O mais curioso de toda essa história é que Henry Ford morreu em 1948 sem nunca ter pisado em suas terras amazônicas. "Mesmo com milhões de dólares investidos nessa região, mesmo sendo preparada uma casa para recepcioná-lo - tanto em Fordlândia quanto em Belterra -, o medo das doenças tropicais, como a malária, e das fantasias e mitologias que se falam até hoje da Amazônia, fez com que ele nunca chegasse a visitar o projeto. Sua administração era feita a distância, por seus representantes", disse o historiador Luiz Magno Ribeiro.

Turismo

Além ser conhecida por respirar história, Belterra se destaca por seus encantos naturais, traduzidos em belas praias às margens do Rio Tapajós, como Aramanaí, Maguari e Cajutuba. Entre as mais visitadas pelos turistas está Pindobal, com suas águas calmas e mornas, ideal para desfrutar em família. A baiana que mora na Noruega, Elizangela Ulveseter, 34 anos, há dois anos vem com seus familiares, e considera o lugar um verdadeiro paraíso. "Uma das coisas que mais me impressionam é o pôr do sol deste lugar. É incrível. Já visitei outros lugares do Brasil, mas aqui tem algo diferente. Isso aqui é maravilhoso, uma paisagem e tranquilidade que você não encontra em qualquer lugar. A culinária local também é maravilhosa, e vale a pena visitar", afirmou Elizangela Ulveseter.

Quem também faz questão de trazer a família ao paraíso é a ortodontista Ivana da Silva Lemos, 34 anos. Paraense de Rurópolis, ela contou que todos os anos, durante suas férias, visita a praia, e garantiu que "esse é o lugar ideal para curtir com os filhos, com tranquilidade e segurança". "As águas são calmas, a paisagem é singular e para quem tem crianças é importante pensar em locais em que eles também possam se divertir e brincar livremente. Nesse sentido, Pindobal é a melhor opção. Recomendo a todos", declarou Ivana Lemos.
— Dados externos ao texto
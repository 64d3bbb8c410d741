//! SQLite schema migrations for the lead database.

use super::schema;
use rusqlite::{Connection, types::Type};

/// Latest schema version understood by this binary.
pub const LATEST_SCHEMA_VERSION: u32 = 2;

const MIGRATIONS: &[(u32, &str)] = &[(1, schema::MIGRATION_V1_SQL), (2, schema::MIGRATION_V2_SQL)];

/// Read `PRAGMA user_version` and convert it to a Rust `u32`.
///
/// # Errors
///
/// Returns an error if querying SQLite fails or the version value cannot be
/// represented as `u32`.
pub fn current_schema_version(conn: &Connection) -> rusqlite::Result<u32> {
    let version: i64 = conn.pragma_query_value(None, "user_version", |row| row.get(0))?;
    u32::try_from(version).map_err(|error| {
        rusqlite::Error::FromSqlConversionFailure(0, Type::Integer, Box::new(error))
    })
}

/// Apply all pending migrations in ascending order.
///
/// Each migration only runs when its version is above `user_version`, and the
/// SQL itself uses `IF NOT EXISTS` / `INSERT OR IGNORE`, so re-running is safe.
///
/// # Errors
///
/// Returns an error if any migration fails.
pub fn migrate(conn: &mut Connection) -> rusqlite::Result<u32> {
    let mut current = current_schema_version(conn)?;

    for (version, sql) in MIGRATIONS {
        if *version <= current {
            continue;
        }

        let tx = conn.transaction()?;
        tx.execute_batch(sql)?;
        tx.pragma_update(None, "user_version", i64::from(*version))?;
        tx.commit()?;
        tracing::debug!(version, "applied schema migration");
        current = *version;
    }

    Ok(current)
}

#[cfg(test)]
mod tests {
    use super::{LATEST_SCHEMA_VERSION, current_schema_version, migrate};
    use crate::db::schema;
    use rusqlite::{Connection, params};

    fn sqlite_object_exists(
        conn: &Connection,
        object_type: &str,
        object_name: &str,
    ) -> rusqlite::Result<bool> {
        conn.query_row(
            "SELECT EXISTS(
                SELECT 1
                FROM sqlite_master
                WHERE type = ?1 AND name = ?2
            )",
            params![object_type, object_name],
            |row| row.get(0),
        )
    }

    #[test]
    fn migrate_empty_db_to_latest() -> rusqlite::Result<()> {
        let mut conn = Connection::open_in_memory()?;

        let applied = migrate(&mut conn)?;
        assert_eq!(applied, LATEST_SCHEMA_VERSION);
        assert_eq!(current_schema_version(&conn)?, LATEST_SCHEMA_VERSION);

        for table in [
            "lead_states",
            "comment_types",
            "loss_reasons",
            "leads",
            "comments",
            "loss_follow_ups",
            "notifications",
            "audit_entries",
        ] {
            assert!(sqlite_object_exists(&conn, "table", table)?, "missing table {table}");
        }

        for index in schema::REQUIRED_INDEXES {
            assert!(
                sqlite_object_exists(&conn, "index", index)?,
                "missing expected index {index}"
            );
        }

        for trigger in schema::REQUIRED_TRIGGERS {
            assert!(
                sqlite_object_exists(&conn, "trigger", trigger)?,
                "missing expected trigger {trigger}"
            );
        }

        Ok(())
    }

    #[test]
    fn migrate_is_idempotent() -> rusqlite::Result<()> {
        let mut conn = Connection::open_in_memory()?;

        assert_eq!(migrate(&mut conn)?, LATEST_SCHEMA_VERSION);
        assert_eq!(migrate(&mut conn)?, LATEST_SCHEMA_VERSION);

        let reasons: i64 =
            conn.query_row("SELECT COUNT(*) FROM loss_reasons", [], |row| row.get(0))?;
        assert_eq!(reasons, 6);

        Ok(())
    }

    #[test]
    fn migrate_upgrades_from_v1_and_locks_existing_audit_rows() -> rusqlite::Result<()> {
        let mut conn = Connection::open_in_memory()?;

        conn.execute_batch(schema::MIGRATION_V1_SQL)?;
        conn.pragma_update(None, "user_version", 1_i64)?;
        conn.execute(
            "INSERT INTO audit_entries (entity_kind, entity_id, action, actor, after_json, created_at_us)
             VALUES ('leads', 7, 'UPDATE', 'ana', '{\"state_id\":3}', 10)",
            [],
        )?;

        let applied = migrate(&mut conn)?;
        assert_eq!(applied, LATEST_SCHEMA_VERSION);

        assert!(conn.execute("DELETE FROM audit_entries", []).is_err());
        let rows: i64 =
            conn.query_row("SELECT COUNT(*) FROM audit_entries", [], |row| row.get(0))?;
        assert_eq!(rows, 1);

        Ok(())
    }
}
Serviço: O acesso a Fordlândia (Aveiro) e Belterra é feito via Santarém. Partindo de Belém, saem voos diários até o município.

Fordlândia - A maneira mais rápida de chegar até a cidade é pelo Rio Tapajós. A viagem dura em média 5 horas, e é feita em lanchas que saem diariamente às 8 h e 13 h, do Porto de Santarém, com passagens a R$ 73,00. O local possui duas pousadas com infraestrutura rústica e confortável, com diárias que variam de R$ 60,00 (individual) a R$ 120,00 (casal).

Belterra - Não há lanchas de linha para fazer o trajeto. O acesso mais rápido é feito por via terrestre, pela BR-163, em um trecho todo asfaltado e de fácil trafegabilidade. A viagem dura em média 40 minutos. O município dispõe de hotéis, pousadas e redários, com diárias a partir de R$ 50,00.